Like any language, Spanish is rich with expressions and sayings. If you are able to use them correctly during conversations, it will immediately boost your standing in the eyes of the natives.

Here is my selection of top 20 phrases.

1. Cutre [koo-trey]

This word covers everything from seedy to uncool and I've yet to find an exact match in English. Examples of being cutre include small, authentic Spanish bars with an ever present smell of tobacco and frying oil, carrying your towels and sunscreeen in a plastic bag to the beach, a sweater with holes, or a Spanish electrical switch box.

2. Un fantasma 

The direct translation means 'a ghost' but this word is used to describe someone who is not what they appear to be – usually a person who talks a big game and tends to exaggerate.

3. Como dios manda

Literally translated as 'as God sends'. You use this phrase to demonstrate that you will do something well. For example, if someone asks, "Are you cooking dinner tonight?" You answer, “Como dios manda,” to mean yes and well.

4. Mala leche

'Bad milk' is what a grumpy or surly person has.

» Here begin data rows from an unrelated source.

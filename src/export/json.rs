use crate::core::journal::ScoreEntry;
use crate::errors::AppResult;
use std::path::Path;

/// Write the entries as a pretty-printed JSON array.
pub(crate) fn write_json(path: &Path, entries: &[ScoreEntry]) -> AppResult<()> {
    let json = serde_json::to_string_pretty(entries)?;
    std::fs::write(path, json)?;
    Ok(())
}
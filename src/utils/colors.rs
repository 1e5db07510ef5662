/// ANSI color helper utilities for terminal output.
pub const RESET: &str = "\x1b[0m";

pub const GREY: &str = "\x1b[90m";

pub const RED: &str = "\x1b[31m";
pub const GREEN: &str = "\x1b[32m";

pub const YELLOW: &str = "\x1b[33m";
pub const BLUE: &str = "\x1b[34m";
pub const CYAN: &str = "\x1b[36m";

/// Score color banding:
/// 8..=10 → green
/// 4..=7 → yellow
/// below → red
pub fn color_for_score(score: i32) -> &'static str {
    if score >= 8 {
        GREEN
    } else if score >= 4 {
        YELLOW
    } else {
        RED
    }
}

/// Colored rendition of a score value for table cells.
pub fn colorize_score(score: i32) -> String {
    format!("{}{}{}", color_for_score(score), score, RESET)
}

5. Más vale malo conocido que bueno por conocer

A Spanish expression that sums up their attitude to risk. Roughly translated it means: 'a known bad is worth more than something good to be known'. My guess is that it means 'stick with something even if it's bad rather than know something better'. But it's open to interpretation.

6. Tio/tia, macho 

Similar to dude or mate. For example, "¿Qué pasa, tia?" (What's up, girl?) or ,"Mancho – vamos a hacerlo." (Dude – let's do it.)

7. Un cortado

A shot of strong Spanish coffee, closer to espresso, topped with warm milk, which is normally drunk after lunch.

Top Spanish expressions: cortado

8. Cul i merda

A Catalan expression that translates to 'ass and s**t'. It's what you say when things or people perfectly complement each other.

9. Montar un pollo

'To mount the chicken' is what someone does when they cause a scene in public.

10. Pajas mentales 

'Mental wanks' is what you say to someone who you think is delusional or tends to create something out of nothing. It can also be used to describe someone who thinks they are greater than they are.

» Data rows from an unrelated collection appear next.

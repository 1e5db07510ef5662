use crate::export::ExportFormat;
use clap::{Parser, Subcommand};

/// Command-line interface definition for rScorelog
/// CLI application to record one score per day and chart the trend
#[derive(Parser)]
#[command(
    name = "rscorelog",
    version = env!("CARGO_PKG_VERSION"),
    about = "A simple daily score journal CLI: record one score per day and view the trend",
    long_about = None
)]
pub struct Cli {
    /// Override journal file path (useful for tests or custom location)
    #[arg(global = true, long = "data")]
    pub data: Option<String>,

    /// Run in test mode (no config file update)
    #[arg(global = true, long = "test", hide = true)]
    pub test: bool,

    #[command(subcommand)]
    pub command: Commands,
}

#[derive(Subcommand)]
pub enum Commands {
    /// Initialize the journal and configuration
    Init,

    /// Manage the configuration file (view or edit)
    Config {
        #[arg(long = "print", help = "Print the current configuration file")]
        print_config: bool,

        #[arg(
            long = "edit",
            help = "Edit the configuration file (default editor: $EDITOR, or nano/vim/notepad)"
        )]
        edit_config: bool,

        #[arg(
            long = "editor",
            help = "Specify the editor to use (vim, nano, or custom path)"
        )]
        editor: Option<String>,
    },

    /// Print the internal operation log
    Log {
        #[arg(long = "print", help = "Print the recorded operations")]
        print: bool,
    },

    /// Add or update the score for a date
    Add {
        /// Date of the entry (YYYY-MM-DD, defaults to today)
        date: Option<String>,

        /// Score in [1,10] (defaults to the configured default, normally 7)
        #[arg(long = "score", value_parser = clap::value_parser!(i32).range(1..=10))]
        score: Option<i32>,
    },

    /// List saved scores as a table, newest first
    List {
        #[arg(long, short, help = "Filter by year/month/day or a custom range")]
        period: Option<String>,

        #[arg(long = "asc", help = "Oldest first instead of newest first")]
        asc: bool,
    },

    /// Draw the score trend as an ASCII line chart
    Chart {
        #[arg(long, short, help = "Filter by year/month/day or a custom range")]
        period: Option<String>,
    },

    /// Remove every entry from the journal
    Clear {
        #[arg(long = "yes", help = "Skip the confirmation prompt")]
        yes: bool,
    },

    /// Create a backup copy of the journal file
    Backup {
        #[arg(long, value_name = "FILE")]
        file: String,

        #[arg(long)]
        compress: bool,
    },

    /// Export journal entries
    Export {
        #[arg(long, value_enum, default_value = "csv")]
        format: ExportFormat,

        #[arg(long, value_name = "FILE")]
        file: String,

        #[arg(
            long,
            value_name = "RANGE",
            help = "Filter export by year/month/day or a custom range"
        )]
        range: Option<String>,

        #[arg(long, short = 'f')]
        force: bool,
    },
}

11. Bicho malo nunca muere

'A bad bug never dies' simply means the bad guys outlive the good. A lazy slob who drinks and smokes heavily will probably live longer than the health-crazed dietitian who stresses about the job.

12. Tener el mono 

'Have the monkey' is used to describe someone who has a craving for something, such as smoking after a transatlantic flight, having a drink with friends or taking a vacation.

13. Estar empanado

'To be breaded' is the expression to use when describing someone who's a little on the slow side.

14. El vermut

This is not to be confused with the liquor added to gin or vodka in the United States to make a martini. In Spain, it means it's probably midday on a Sunday, and you're going to drink something and eat berberechos – usually snack food served from a tin like olives, or nuts or chips, to tide you over until lunch two hours later.

ir a tomar el vermut
ir a tomar el vermutit's when it's midday on a Sunday and you drink something and eat berberechos – usually snack food served from a tin like olives, nuts or chips to tide you over until lunch two hours later. Spain's sweet red rermut is also an apertif drink.

15. Culo veo, culo quiero

'Ass I see, ass I want' is an expression to use when someone wants something you have. For example, your mate turns down your offer for a snack. Five minutes later when you are eating, he or she wants to eat too. Culo veo, culo quiero.

16. Plantar un pino

'To plant a pine' is another way of saying to do a number two.

17. Por si las moscas 

Translated literally as 'for if the flies' – it means just in case.

18. Chulo [choo-low]

It means cool, but can also be a person who's too cool for school if you know what I mean.

19. Un puente

Literally translated as 'a bridge' but also refers to the day before or after a public holiday that is used to make a long weekend if the public holiday falls on a Tuesday or Thursday.

20. Bable 

The language spoken by people from Asturias in northern Spain.

Jeremy Holland / Expatica

Jeremy HollandWritten by an American expat, From Barcelona, is a blog dedicated to the city, the life and the people of the capital of Catalunya (Catalonia).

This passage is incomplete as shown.